Господи, когда это было? Тысячу лет назад? Или этого вообще никогда не было, и все прошлое, что сейчас вспоминается, просто старая сказка?..
— Фрау Анна! — Крамке положил свою ладонь на ее руку, легонько сжал ее. — Фрау Анна, вы о чем-то задумались?
Она покачала головой:
— Нет. Я прислушиваюсь к погоде. Немножко страшно, когда вот так. Боже, что это? Что это, господин Крамке?
С восточной стороны села, оттуда, где было кладбище, неслись, разрываемые ветром, глухие выстрелы. Анне даже показалось, что она различает крики людей. Тоже глухие, словно в них — смертная тоска.. Или ей это только показалось?
Она с тревогой и одновременно с надеждой посмотрела на Крамке. Ганс был спокоен, настолько спокоен, что даже улыбался, когда отвечал:
— Ничего страшного нет, фрау Анна. Обыкновенная ночь войны. — Помолчал, закурил сигарету и добавил: — Не все русские люди правильно понимают миссию немецкой армии. Вместо того чтобы помогать нам, отдельные лица относятся к немцам очень враждебно… Что же нам остается делать с этими людьми? Русские говорят так: «Когда враг не сдается, его уничтожают». Правильная концепция…
— Значит, там, на кладбище…
Крамке кивнул:
— Да. Таков суровый закон войны, фрау Анна.

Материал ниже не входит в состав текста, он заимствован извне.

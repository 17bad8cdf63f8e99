// Copyright (c) 2025 SOLARE S.R.O.
//
// This file is part of ThermION.
//
// Licensed under the Creative Commons Attribution-NonCommercial-NoDerivatives 4.0 International
// (CC BY-NC-ND 4.0). You may use and share this file for non-commercial purposes only and you may not
// create derivatives. See <https://creativecommons.org/licenses/by-nc-nd/4.0/>.
//
// This software is provided "AS IS", without warranty of any kind.
//
// For commercial licensing, please contact: info@solare.cz

use chrono::{DateTime, Utc};
use serde::{Deserialize, Serialize};
use std::collections::VecDeque;
use thermion_types::thermal::ThermalDataPoint;

/// Capacity-bounded rolling window of telemetry samples
///
/// The one contract: never lose the most recent N points, silently
/// discard older ones. No computation lives here; calibration consumes
/// the window in aggregate.
#[derive(Debug, Clone, Serialize, Deserialize)]
pub struct ThermalHistory {
    points: VecDeque<ThermalDataPoint>,
    capacity: usize,
    last_recorded: Option<DateTime<Utc>>,
}

impl Default for ThermalHistory {
    fn default() -> Self {
        Self::new(672) // Four weeks of hourly samples
    }
}

impl ThermalHistory {
    /// Create a window keeping at most `capacity` samples
    pub fn new(capacity: usize) -> Self {
        Self {
            points: VecDeque::with_capacity(capacity.max(1)),
            capacity: capacity.max(1),
            last_recorded: None,
        }
    }

    /// Append one sample, evicting the oldest once at capacity
    pub fn record(&mut self, point: ThermalDataPoint) {
        self.last_recorded = Some(point.recorded_at);
        self.points.push_back(point);
        while self.points.len() > self.capacity {
            self.points.pop_front();
        }
    }

    /// All retained samples, oldest first
    pub fn points(&self) -> &VecDeque<ThermalDataPoint> {
        &self.points
    }

    /// Most recent sample, if any
    pub fn latest(&self) -> Option<&ThermalDataPoint> {
        self.points.back()
    }

    pub fn len(&self) -> usize {
        self.points.len()
    }

    pub fn is_empty(&self) -> bool {
        self.points.is_empty()
    }

    pub fn capacity(&self) -> usize {
        self.capacity
    }

    /// Whether enough samples exist for a consumer needing `required`
    pub fn has_sufficient_data(&self, required: usize) -> bool {
        self.points.len() >= required
    }

    /// When the newest sample was recorded
    pub fn last_recorded(&self) -> Option<DateTime<Utc>> {
        self.last_recorded
    }

    /// Drop all samples (explicit external reset only)
    pub fn clear(&mut self) {
        self.points.clear();
        self.last_recorded = None;
    }
}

Он видел, как она вся сжалась, точно стараясь превратиться в маленький незаметный комочек. В ее лице, казалось, не осталось ни кровинки, и вся она словно оцепенела от страха. Крамке по опыту знал: женщины, подобные Анне, испытывая ужас, теряют способность к сопротивлению. Они становятся уступчивыми и податливыми. Бывает, что они даже искренне привязываются к тому, в ком видят или хотят видеть своего защитника.
Он подумал: «Не надо рассеивать ее страхи. Наоборот — сгустить их, и тогда…»
Но, как ни странно, Крамке не стал этого делать. И не потому, что им руководило чувство жалости к Анне, — этого чувства он не испытывал. Он просто увидел в Анне такую женщину, какую ему хотелось бы иметь рядом. Может быть, она шагнет к нему навстречу сама, без принуждения. Тогда все будет по-другому. Разве он, блистательный немецкий офицер, летчик, известный ас, не достоин ее, как говорят в России, душевного расположения?
Правда, Крамке понимал, ему придется ждать. Но, кажется, игра стоит свеч!..
Снова внимательно посмотрев на Анну, посмотрев, как ему самому показалось, с неприсущим для него теплом, Крамке вдруг улыбнулся и спросил:
— Вы устали, фрау Анна? От страхов, от тревог… Вы хотели бы отдохнуть?
— Да, — она заметно обрадовалась. — Да, — повторила Анна. — Я очень устала. И если вы не будете возражать, я пойду…
— Я не буду возражать, — вздохнул Крамке. — Идите…
Однако день проходил за днем, а Анна оставалась все такой же настороженно вежливой, в любую минуту готовой угодить и в любую минуту готовой замкнуться, стоило Крамке проявить к ней хотя бы что-то похожее на нежность.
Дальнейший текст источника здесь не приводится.